[WORK ORDER]
What lines in the entries below contain the word "Auth"? Copy all of them.

[MATERIAL PROVIDED]
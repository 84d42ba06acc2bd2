//! Tests for the extract module.

use std::sync::Arc;
use std::time::Duration;

use serde::Deserialize;
use serde_json::{Value, json};

use super::*;
use crate::chat::{ChatRole, StopReason};
use crate::mock::MockProvider;
use crate::provider::DynProvider;
use crate::readable::{Readable, ReadableRegistry};
use crate::schema::ParameterType;
use crate::stream::StreamEvent;
use crate::test_helpers::{extract_call_events, sample_history};

fn extractor(mock: &Arc<MockProvider>) -> StreamingExtractor {
    let provider: Arc<dyn DynProvider> = mock.clone();
    StreamingExtractor::new(ExtractionContext::new(provider))
}

fn city_request() -> ExtractRequest {
    ExtractRequest::new("extract the city", vec![Parameter::string("city")])
}

fn map(v: Value) -> ArgumentMap {
    v.as_object().cloned().unwrap()
}

async fn run(
    extractor: &StreamingExtractor,
    request: &ExtractRequest,
) -> (Result<ArgumentMap, ExtractError>, Vec<StreamState>) {
    let mut states = Vec::new();
    let result = extractor
        .extract_with(request, |s| states.push(s.clone()))
        .await;
    (result, states)
}

#[tokio::test]
async fn test_city_is_reported_initial_then_complete() {
    let mock = Arc::new(MockProvider::with_tools("mock", "test-model"));
    mock.queue_extract(&[
        r#"{"city": "San"#,
        r#" Francisco"}"#,
    ]);

    let (result, states) = run(&extractor(&mock), &city_request()).await;

    assert_eq!(result.unwrap(), map(json!({"city": "San Francisco"})));
    assert_eq!(
        states,
        vec![
            StreamState::Initial(map(json!({"city": "San"}))),
            StreamState::Complete(map(json!({"city": "San Francisco"}))),
        ]
    );
}

#[tokio::test]
async fn test_single_chunk_reports_initial_and_complete() {
    let mock = Arc::new(MockProvider::with_tools("mock", "test-model"));
    mock.queue_extract(&[r#"{"city": "Oslo"}"#]);

    let (result, states) = run(&extractor(&mock), &city_request()).await;

    let oslo = map(json!({"city": "Oslo"}));
    assert_eq!(result.unwrap(), oslo);
    assert_eq!(
        states,
        vec![StreamState::Initial(oslo.clone()), StreamState::Complete(oslo)]
    );
}

#[tokio::test]
async fn test_states_are_ordered() {
    let mock = Arc::new(MockProvider::with_tools("mock", "test-model"));
    mock.queue_extract(&[
        r#"{"city": "L"#,
        "o",
        "n",
        "d",
        "o",
        r#"n"}"#,
    ]);

    let (result, states) = run(&extractor(&mock), &city_request()).await;

    assert!(result.is_ok());
    assert!(matches!(states.first(), Some(StreamState::Initial(_))));
    assert!(matches!(states.last(), Some(StreamState::Complete(_))));
    assert_eq!(states.iter().filter(|s| s.is_complete()).count(), 1);
    assert!(
        states[1..states.len() - 1]
            .iter()
            .all(|s| matches!(s, StreamState::InProgress(_)))
    );
    assert_eq!(states.last().unwrap().arguments()["city"], "London");
}

#[tokio::test]
async fn test_text_before_call_is_skipped() {
    let mock = Arc::new(MockProvider::with_tools("mock", "test-model"));
    let mut events = vec![StreamEvent::TextDelta("Let me look.".into())];
    events.extend(extract_call_events(&[r#"{"city": "Rome"}"#]));
    mock.queue_stream(events);

    let (result, states) = run(&extractor(&mock), &city_request()).await;

    assert_eq!(result.unwrap()["city"], "Rome");
    assert_eq!(states.len(), 2);
    assert_eq!(states[0].arguments()["city"], "Rome");
}

#[tokio::test]
async fn test_no_function_call() {
    let mock = Arc::new(MockProvider::with_tools("mock", "test-model"));
    mock.queue_stream(vec![
        StreamEvent::TextDelta("Which city do you mean?".into()),
        StreamEvent::Done {
            stop_reason: StopReason::EndTurn,
        },
    ]);

    let (result, states) = run(&extractor(&mock), &city_request()).await;

    assert!(matches!(result, Err(ExtractError::NoFunctionCall)));
    assert!(states.is_empty());
}

#[tokio::test]
async fn test_other_function_is_not_an_extraction() {
    let mock = Arc::new(MockProvider::with_tools("mock", "test-model"));
    mock.queue_stream(vec![
        StreamEvent::ToolCallStart {
            index: 0,
            id: "c1".into(),
            name: "search".into(),
        },
        StreamEvent::ToolCallDelta {
            index: 0,
            json_chunk: r#"{"q": "paris"}"#.into(),
        },
    ]);

    let (result, states) = run(&extractor(&mock), &city_request()).await;

    assert!(matches!(result, Err(ExtractError::NoFunctionCall)));
    assert!(states.is_empty());
}

#[tokio::test]
async fn test_cancelled_before_start_sends_nothing() {
    let mock = Arc::new(MockProvider::with_tools("mock", "test-model"));
    let request = city_request();
    request.cancel.cancel();

    let (result, states) = run(&extractor(&mock), &request).await;

    assert!(result.unwrap_err().is_aborted());
    assert!(states.is_empty());
    assert!(mock.recorded_calls().is_empty());
}

#[tokio::test]
async fn test_cancelled_from_observer_mid_stream() {
    let mock = Arc::new(MockProvider::with_tools("mock", "test-model"));
    mock.queue_extract(&[
        r#"{"city": "Ber"#,
        "li",
        r#"n"}"#,
    ]);
    let request = city_request();
    let token = request.cancel.clone();

    let mut states = Vec::new();
    let result = extractor(&mock)
        .extract_with(&request, |s| {
            states.push(s.clone());
            token.cancel();
        })
        .await;

    assert!(matches!(result, Err(ExtractError::Aborted)));
    assert_eq!(states, vec![StreamState::Initial(map(json!({"city": "Ber"})))]);
}

#[tokio::test]
async fn test_missing_required_parameter_fails_validation() {
    let mock = Arc::new(MockProvider::with_tools("mock", "test-model"));
    mock.queue_extract(&[r#"{"country": "Peru"}"#]);

    let (result, states) = run(&extractor(&mock), &city_request()).await;

    match result {
        Err(ExtractError::SchemaValidation { arguments, message }) => {
            assert_eq!(arguments["country"], "Peru");
            assert!(message.contains("city"));
        }
        other => panic!("expected SchemaValidation, got {other:?}"),
    }
    assert!(states.iter().all(|s| !s.is_complete()));
}

#[tokio::test]
async fn test_mid_stream_transport_error_propagates() {
    let mock = Arc::new(MockProvider::with_tools("mock", "test-model"));
    mock.queue_stream_results(vec![
        Ok(StreamEvent::ToolCallStart {
            index: 0,
            id: "c1".into(),
            name: EXTRACT_ACTION.into(),
        }),
        Ok(StreamEvent::ToolCallDelta {
            index: 0,
            json_chunk: r#"{"city": "Li"#.into(),
        }),
        Err(LlmError::Http {
            status: None,
            message: "connection reset".into(),
            retryable: true,
        }),
    ]);

    let (result, states) = run(&extractor(&mock), &city_request()).await;

    assert!(matches!(
        result,
        Err(ExtractError::Transport(LlmError::Http { ref message, .. })) if message == "connection reset"
    ));
    assert!(states.is_empty());
}

#[tokio::test]
async fn test_stream_open_error_propagates() {
    let mock = Arc::new(MockProvider::with_tools("mock", "test-model"));
    mock.queue_stream_error(LlmError::Auth("bad key".into()));

    let (result, _) = run(&extractor(&mock), &city_request()).await;

    assert!(matches!(
        result,
        Err(ExtractError::Transport(LlmError::Auth(_)))
    ));
}

#[tokio::test]
async fn test_blank_instructions_rejected() {
    let mock = Arc::new(MockProvider::with_tools("mock", "test-model"));
    let request = ExtractRequest::new("   ", vec![Parameter::string("city")]);

    let (result, _) = run(&extractor(&mock), &request).await;

    assert!(matches!(result, Err(ExtractError::InvalidRequest(_))));
    assert!(mock.recorded_calls().is_empty());
}

#[tokio::test]
async fn test_request_pins_single_extract_tool() {
    let mock = Arc::new(MockProvider::with_tools("mock", "test-model"));
    mock.queue_extract(&[r#"{"city": "Kyoto"}"#]);
    let request = ExtractRequest {
        forwarded: ForwardedParams {
            temperature: Some(0.0),
            max_tokens: Some(200),
            timeout: Some(Duration::from_secs(5)),
            extra_headers: None,
        },
        ..city_request()
    };

    extractor(&mock).extract(&request).await.unwrap();

    let calls = mock.recorded_calls();
    assert_eq!(calls.len(), 1);
    let params = &calls[0];
    let tools = params.tools.as_ref().unwrap();
    assert_eq!(tools.len(), 1);
    assert_eq!(tools[0].name, "extract");
    assert_eq!(tools[0].description, "extract the city");
    assert_eq!(tools[0].parameters.as_value()["required"], json!(["city"]));
    assert_eq!(
        params.tool_choice,
        Some(ToolChoice::Specific("extract".into()))
    );
    assert_eq!(params.metadata[REQUEST_TYPE_KEY], "Task");
    assert_eq!(params.temperature, Some(0.0));
    assert_eq!(params.max_tokens, Some(200));
    assert_eq!(params.timeout, Some(Duration::from_secs(5)));
}

#[test]
fn test_history_excluded_unless_requested() {
    let mock = Arc::new(MockProvider::with_tools("mock", "test-model"));
    let provider: Arc<dyn DynProvider> = mock.clone();
    let history: Arc<dyn HistorySource> =
        Arc::new(sample_history(&[("I live in Lyon", "Noted")]));
    let extractor =
        StreamingExtractor::new(ExtractionContext::new(provider).with_history(history));

    let without = extractor.build_params(&city_request()).unwrap();
    assert_eq!(without.messages.len(), 2);
    assert!(
        without
            .messages
            .iter()
            .all(|m| m.text() != Some("I live in Lyon"))
    );

    let request = ExtractRequest {
        include: IncludeOptions {
            readable: false,
            messages: true,
        },
        ..city_request()
    };
    let with = extractor.build_params(&request).unwrap();
    assert_eq!(with.messages.len(), 4);
    assert_eq!(with.messages[0].role, ChatRole::System);
    assert_eq!(with.messages[1].role, ChatRole::User);
    assert_eq!(with.messages[2].text(), Some("I live in Lyon"));
}

#[test]
fn test_system_message_carries_data_and_readable_context() {
    let mock = Arc::new(MockProvider::with_tools("mock", "test-model"));
    let provider: Arc<dyn DynProvider> = mock.clone();
    let registry = Arc::new(ReadableRegistry::new());
    registry.add(Readable::new("Current user", "Ada"));
    let extractor = StreamingExtractor::new(ExtractionContext::new(provider).with_readable(registry));

    let request = ExtractRequest {
        data: Some(json!({"ticket": 7})),
        include: IncludeOptions {
            readable: true,
            messages: false,
        },
        ..city_request()
    };
    let params = extractor.build_params(&request).unwrap();
    let system = params.messages[0].text().unwrap();
    assert!(system.contains("{\"ticket\":7}\n\n1. Current user: Ada"));

    let user = params.messages[1].text().unwrap();
    assert!(user.contains("```\nextract the city\n```"));

    let hidden = extractor.build_params(&city_request()).unwrap();
    assert!(!hidden.messages[0].text().unwrap().contains("Current user"));
}

#[tokio::test]
async fn test_extract_as_typed() {
    #[derive(Debug, Deserialize, PartialEq)]
    struct Trip {
        city: String,
        nights: u32,
    }

    let mock = Arc::new(MockProvider::with_tools("mock", "test-model"));
    mock.queue_extract(&[r#"{"city": "Nice", "nights": 3}"#]);
    let request = ExtractRequest::new(
        "plan the trip",
        vec![
            Parameter::string("city"),
            Parameter::new("nights", ParameterType::Number),
        ],
    );

    let trip: Trip = extractor(&mock).extract_as(&request, |_| {}).await.unwrap();
    assert_eq!(
        trip,
        Trip {
            city: "Nice".into(),
            nights: 3
        }
    );
}

#[tokio::test]
async fn test_extract_as_deserialize_error() {
    #[derive(Debug, Deserialize)]
    #[allow(dead_code)]
    struct Strict {
        nights: u32,
    }

    let mock = Arc::new(MockProvider::with_tools("mock", "test-model"));
    mock.queue_extract(&[r#"{"city": "Nice"}"#]);

    let result: Result<Strict, _> = extractor(&mock).extract_as(&city_request(), |_| {}).await;
    assert!(matches!(result, Err(ExtractError::Deserialize(_))));
}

[TASK ANSWER]
    mock.queue_stream_error(LlmError::Auth("bad key".into()));
        Err(ExtractError::Transport(LlmError::Auth(_)))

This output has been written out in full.